Karen, cuyo nombre ha sido modificado para proteger su identidad, ha revelado un escalofriante caso de violación y acoso sufrido a manos de un superior en la Policía de Tránsito de la Ciudad de México. En una entrevista exclusiva con EFE, Karen compartió los detalles de su terrible experiencia, que ha afectado gravemente su vida y salud.
Según su testimonio, fue un superior encargado de asignarle tareas y destinos quien abusó sexualmente de ella. Karen relató cómo meses de acoso culminaron en un acto de violencia, dejándola paralizada por el miedo, especialmente porque ambos estaban armados, temiendo por su vida.

El abuso fue precedido por propuestas sexuales y amenazas por parte del superior. Ante su negativa, Karen se vio obligada a satisfacer sus exigencias económicas y comprarle diversos productos. Incluso presenció cómo él acosaba a otros compañeros de manera similar, en un ambiente que supuestamente pretendía ser de bromas. Para mantener su empleo, Karen guardó silencio y trató de apaciguar al agresor con sus compras.
La angustia emocional que sufrió tuvo un impacto devastador en la salud de Karen. Su estado la llevó a enfrentar problemas intestinales que la obligaron a usar ropa interior desechable, afectando su calidad de vida de manera significativa.
Finalmente, Karen decidió buscar apoyo y denunciar el abuso a través de una compañera que también había sido víctima del mismo agresor. Sin embargo, la respuesta de la unidad interna de la Policía fue desalentadora, negándose a discutir el tema y alertando al presunto agresor sobre la visita. Además, una compañera recibió un mensaje amenazante, generando más temor y preocupación.

A pesar de los obstáculos y las barreras encontradas al buscar ayuda en diferentes instancias, Karen ha recibido apoyo de grupos feministas y asociaciones que la han impulsado a presentar una denuncia formal. Actualmente, los testigos están compareciendo judicialmente, mientras que el presunto agresor continúa trabajando en la Policía, aunque en otro destino. Karen busca desesperadamente la oportunidad de hablar con el secretario de Seguridad Ciudadana de la capital para exigir justicia y prevenir futuros casos similares.

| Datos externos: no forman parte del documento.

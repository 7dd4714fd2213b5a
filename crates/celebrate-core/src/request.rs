//! Request adapter.
//!
//! The core reads and writes request segments through [`SegmentedRequest`],
//! implemented by each host integration. Writing a segment is an explicit
//! capability of the adapter, so the core never has to guess whether a part of
//! the host request is writable.

use crate::segment::Segment;
use indexmap::IndexMap;
use serde_json::{Map, Value};

/// A request whose segments can be read and replaced.
pub trait SegmentedRequest: Send + Sync {
    /// Returns the HTTP method as sent by the client.
    fn method(&self) -> &str;

    /// Returns the current value of a segment, `Value::Null` when absent.
    ///
    /// After [`set_segment`](Self::set_segment) this returns the new value.
    fn segment(&self, segment: Segment) -> Value;

    /// Replaces the value of a segment.
    ///
    /// Must not fail: adapters that cannot write a segment in place keep the
    /// value aside and serve it from [`segment`](Self::segment).
    fn set_segment(&mut self, segment: Segment, value: Value);

    /// Returns every segment as one JSON object keyed by segment name.
    ///
    /// This is the context handed to the engine when `req_context` is on.
    fn context(&self) -> Value {
        let mut map = Map::new();
        for segment in Segment::ALL {
            map.insert(segment.as_str().to_string(), self.segment(segment));
        }
        map.insert("method".to_string(), Value::String(self.method().to_string()));
        Value::Object(map)
    }
}

/// Writes validated values back onto a request.
#[derive(Debug, Clone, Copy, Default)]
pub struct RequestMutator;

impl RequestMutator {
    /// Applies `value` to `segment`. Absent and `null` values are ignored.
    pub fn apply<R: SegmentedRequest + ?Sized>(request: &mut R, segment: Segment, value: Option<Value>) {
        match value {
            None | Some(Value::Null) => {}
            Some(value) => {
                tracing::trace!(segment = %segment, "applying validated value");
                request.set_segment(segment, value);
            }
        }
    }
}

/// An in-memory request: a method and a map of segment values.
///
/// Useful for hosts that are not HTTP servers and for tests.
///
/// # Example
///
/// ```
/// use celebrate_core::{PlainRequest, Segment, SegmentedRequest};
/// use serde_json::json;
///
/// let req = PlainRequest::new("POST").with(Segment::Body, json!({ "first": "john" }));
/// assert_eq!(req.method(), "POST");
/// assert_eq!(req.segment(Segment::Body), json!({ "first": "john" }));
/// assert!(req.segment(Segment::Query).is_null());
/// ```
#[derive(Debug, Clone, PartialEq, Default)]
pub struct PlainRequest {
    method: String,
    segments: IndexMap<Segment, Value>,
}

impl PlainRequest {
    /// Creates a request with the given method and no segments.
    #[must_use]
    pub fn new(method: impl Into<String>) -> Self {
        Self {
            method: method.into(),
            segments: IndexMap::new(),
        }
    }

    /// Sets a segment value.
    #[must_use]
    pub fn with(mut self, segment: Segment, value: Value) -> Self {
        self.segments.insert(segment, value);
        self
    }

    /// Builds a request from a JSON object such as
    /// `{ "method": "POST", "body": { ... }, "query": { ... } }`.
    ///
    /// Unknown keys are ignored; a missing method defaults to `GET`.
    #[must_use]
    pub fn from_json(value: &Value) -> Self {
        let method = value
            .get("method")
            .and_then(Value::as_str)
            .unwrap_or("GET")
            .to_string();
        let mut request = Self::new(method);
        for segment in Segment::ALL {
            if let Some(v) = value.get(segment.as_str()) {
                request.segments.insert(segment, v.clone());
            }
        }
        request
    }

    /// Returns the segment values that are set.
    #[must_use]
    pub fn segments(&self) -> &IndexMap<Segment, Value> {
        &self.segments
    }
}

impl SegmentedRequest for PlainRequest {
    fn method(&self) -> &str {
        &self.method
    }

    fn segment(&self, segment: Segment) -> Value {
        self.segments.get(&segment).cloned().unwrap_or(Value::Null)
    }

    fn set_segment(&mut self, segment: Segment, value: Value) {
        self.segments.insert(segment, value);
    }
}

#[cfg(test)]
mod tests {
    use super::*;
    use serde_json::json;

    #[test]
    fn test_from_json() {
        let req = PlainRequest::from_json(&json!({
            "method": "PUT",
            "params": { "id": "1" },
            "signedCookies": { "sid": "abc" },
            "onComplete": "ignored"
        }));
        assert_eq!(req.method(), "PUT");
        assert_eq!(req.segment(Segment::Params), json!({ "id": "1" }));
        assert_eq!(req.segment(Segment::SignedCookies), json!({ "sid": "abc" }));
        assert_eq!(req.segments().len(), 2);
    }

    #[test]
    fn test_from_json_defaults_method() {
        let req = PlainRequest::from_json(&json!({}));
        assert_eq!(req.method(), "GET");
    }

    #[test]
    fn test_mutator_ignores_absent_values() {
        let mut req = PlainRequest::new("POST").with(Segment::Body, json!({ "a": 1 }));

        RequestMutator::apply(&mut req, Segment::Body, None);
        RequestMutator::apply(&mut req, Segment::Body, Some(Value::Null));
        assert_eq!(req.segment(Segment::Body), json!({ "a": 1 }));

        RequestMutator::apply(&mut req, Segment::Body, Some(json!({ "a": 2 })));
        assert_eq!(req.segment(Segment::Body), json!({ "a": 2 }));
    }

    #[test]
    fn test_context_contains_all_segments() {
        let req = PlainRequest::new("GET").with(Segment::Params, json!({ "userId": 7 }));
        let ctx = req.context();

        assert_eq!(ctx["params"]["userId"], json!(7));
        assert_eq!(ctx["method"], json!("GET"));
        for segment in Segment::ALL {
            assert!(ctx.get(segment.as_str()).is_some());
        }
    }
}
//! Schema compilation errors.

use celebrate_core::Segment;
use thiserror::Error;

/// Failure to compile a segment schema.
#[derive(Error, Debug, Clone, PartialEq, Eq)]
pub enum SchemaError {
    /// The schema is neither an object nor a boolean.
    #[error("the {segment} schema must be a JSON Schema object or boolean")]
    NotASchema {
        /// The segment being compiled.
        segment: Segment,
    },

    /// The schema is not valid JSON Schema.
    #[error("the {segment} schema is invalid: {reason}")]
    Invalid {
        /// The segment being compiled.
        segment: Segment,
        /// Reason reported by the validator.
        reason: String,
    },

    /// A `patternProperties` key is not a supported regular expression.
    #[error("the {segment} schema has an unsupported property pattern: {reason}")]
    InvalidPattern {
        /// The segment being compiled.
        segment: Segment,
        /// Reason reported by the regex compiler.
        reason: String,
    },
}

Esta valiente denuncia pone de manifiesto las deficiencias en el sistema de respuesta a la violencia de género dentro de la Policía y plantea interrogantes sobre la falta de medidas disciplinarias contra el agresor. Karen espera que su testimonio impulse cambios significativos y garantice la seguridad y el respeto para todas las mujeres que desempeñan labores en la institución.